2024 Theme: Humanly Possible, celebrating 50 years of the Expanded Program on Immunization

Updated April 4, 2024

Every year for World Immunization Week, the last week of April, the global immunization community celebrates the lifesaving power of vaccines.

The 2024 theme, Humanly Possible, celebrates 50 years of the World Health Organization’s Expanded Program on Immunization (EPI).
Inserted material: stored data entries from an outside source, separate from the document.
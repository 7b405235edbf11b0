//! Relay access-key enforcement.
//!
//! The relay holds third-party credentials on behalf of callers, so callers
//! must present the relay's own key. With enforcement on and no key
//! configured, every call is rejected.

use axum::http::{HeaderMap, HeaderName};

use crate::error::RelayError;

#[derive(Debug, Clone)]
pub struct AccessKeyPolicy {
    enforce: bool,
    header: HeaderName,
    expected: Option<String>,
}

impl AccessKeyPolicy {
    pub fn new(enforce: bool, header: HeaderName, expected: Option<String>) -> Self {
        Self {
            enforce,
            header,
            expected: expected.filter(|key| !key.is_empty()),
        }
    }

    /// Policy that lets every call through.
    pub fn disabled() -> Self {
        Self::new(false, HeaderName::from_static("x-api-key"), None)
    }

    pub fn is_enforced(&self) -> bool {
        self.enforce
    }

    pub fn has_key(&self) -> bool {
        self.expected.is_some()
    }

    /// Check the inbound headers against the configured key.
    pub fn authorize(&self, headers: &HeaderMap) -> Result<(), RelayError> {
        if !self.enforce {
            return Ok(());
        }

        let Some(expected) = self.expected.as_deref() else {
            return Err(RelayError::Unauthorized);
        };

        let presented = headers.get(&self.header).and_then(|v| v.to_str().ok());

        match presented {
            Some(key) if key == expected => Ok(()),
            _ => Err(RelayError::Unauthorized),
        }
    }
}
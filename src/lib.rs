//! API Relay Library
//!
//! Forwards a caller's request to a target URL with an injected credential
//! header, guarded by the relay's own access key.

pub mod config;
pub mod error;
pub mod http;
pub mod lifecycle;
pub mod observability;
pub mod relay;
pub mod security;

pub use config::schema::RelayConfig;
pub use error::RelayError;
pub use http::HttpServer;
pub use lifecycle::Shutdown;
pub use relay::Relay;
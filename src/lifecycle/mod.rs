//! Lifecycle management subsystem.
//!
//! # Data Flow
//! ```text
//! Startup (startup.rs):
//!     Validated config → Build relay + client → Metrics → Bind → Serve
//!
//! Shutdown (shutdown.rs):
//!     Trigger → axum stops accepting → in-flight relays finish → Exit
//!
//! Signals (signals.rs):
//!     SIGTERM/SIGINT → Trigger graceful shutdown
//! ```

pub mod shutdown;
pub mod signals;
pub mod startup;

pub use shutdown::{Shutdown, ShutdownSignal};
pub use startup::{launch, StartupError};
CDC has supported EPI since it began in 1974 with the goal of providing universal access to lifesaving vaccines for children worldwide.

Vaccines Save Lives and Protect Health

As we honor vaccines as humanity’s greatest achievement, we look toward the future of a world free of vaccine-preventable diseases.   
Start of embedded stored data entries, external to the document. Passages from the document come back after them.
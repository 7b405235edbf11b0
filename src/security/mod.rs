//! Security subsystem.
//!
//! # Data Flow
//! ```text
//! Incoming relay call:
//!     → limits (body size, enforced while reading the body)
//!     → access_key.rs (x-api-key check, before the body is parsed)
//!     → Pass to relay pipeline
//! ```
//!
//! # Design Decisions
//! - Fail closed: no configured key means no access
//! - Header sanitization of the forwarded token lives in `relay::params`

pub mod access_key;

pub use access_key::AccessKeyPolicy;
  • Vaccines save millions of lives each year. 
  • Vaccines are one of the cheapest and most effective public health interventions that exist. 
  • Vaccines make it humanly possible to eradicate diseases. 

Every child deserves access to lifesaving vaccines that can protect them against illness, disability, and death. 

Urgent Need to Catch Up on Vaccines

In every region of the world, outbreaks of vaccine-preventable diseases like measles, polio, and cholera are rising.  

  • During the COVID-19 pandemic, 67 million children missed vaccines they needed to protect them from disabling and deadly diseases.   
  • In 2022, 20.5 million children missed at least one routine vaccine, and 14 million received no vaccines at all.  
  • In 2022, nearly 33 million children were left dangerously susceptible to the growing measles threat. An estimated 136,000 people, mostly children, died of measles.  

CDC’s Commitment to Global Immunization

CDC’s emphasis on protecting people and their livelihoods from vaccine-preventable diseases could not be more critical or more urgent. The pandemic and other recent emerging health threats made it clear that safe and effective vaccines, improved vaccination access and acceptance, and strong immunization programs are crucial to protect health, wellness, safety, and security in the United States and around the world.

CDC collaborates with countries and partners to support the development and implementation of vaccination strategies and programs, and to build capacity to detect and respond to vaccine-preventable disease threats.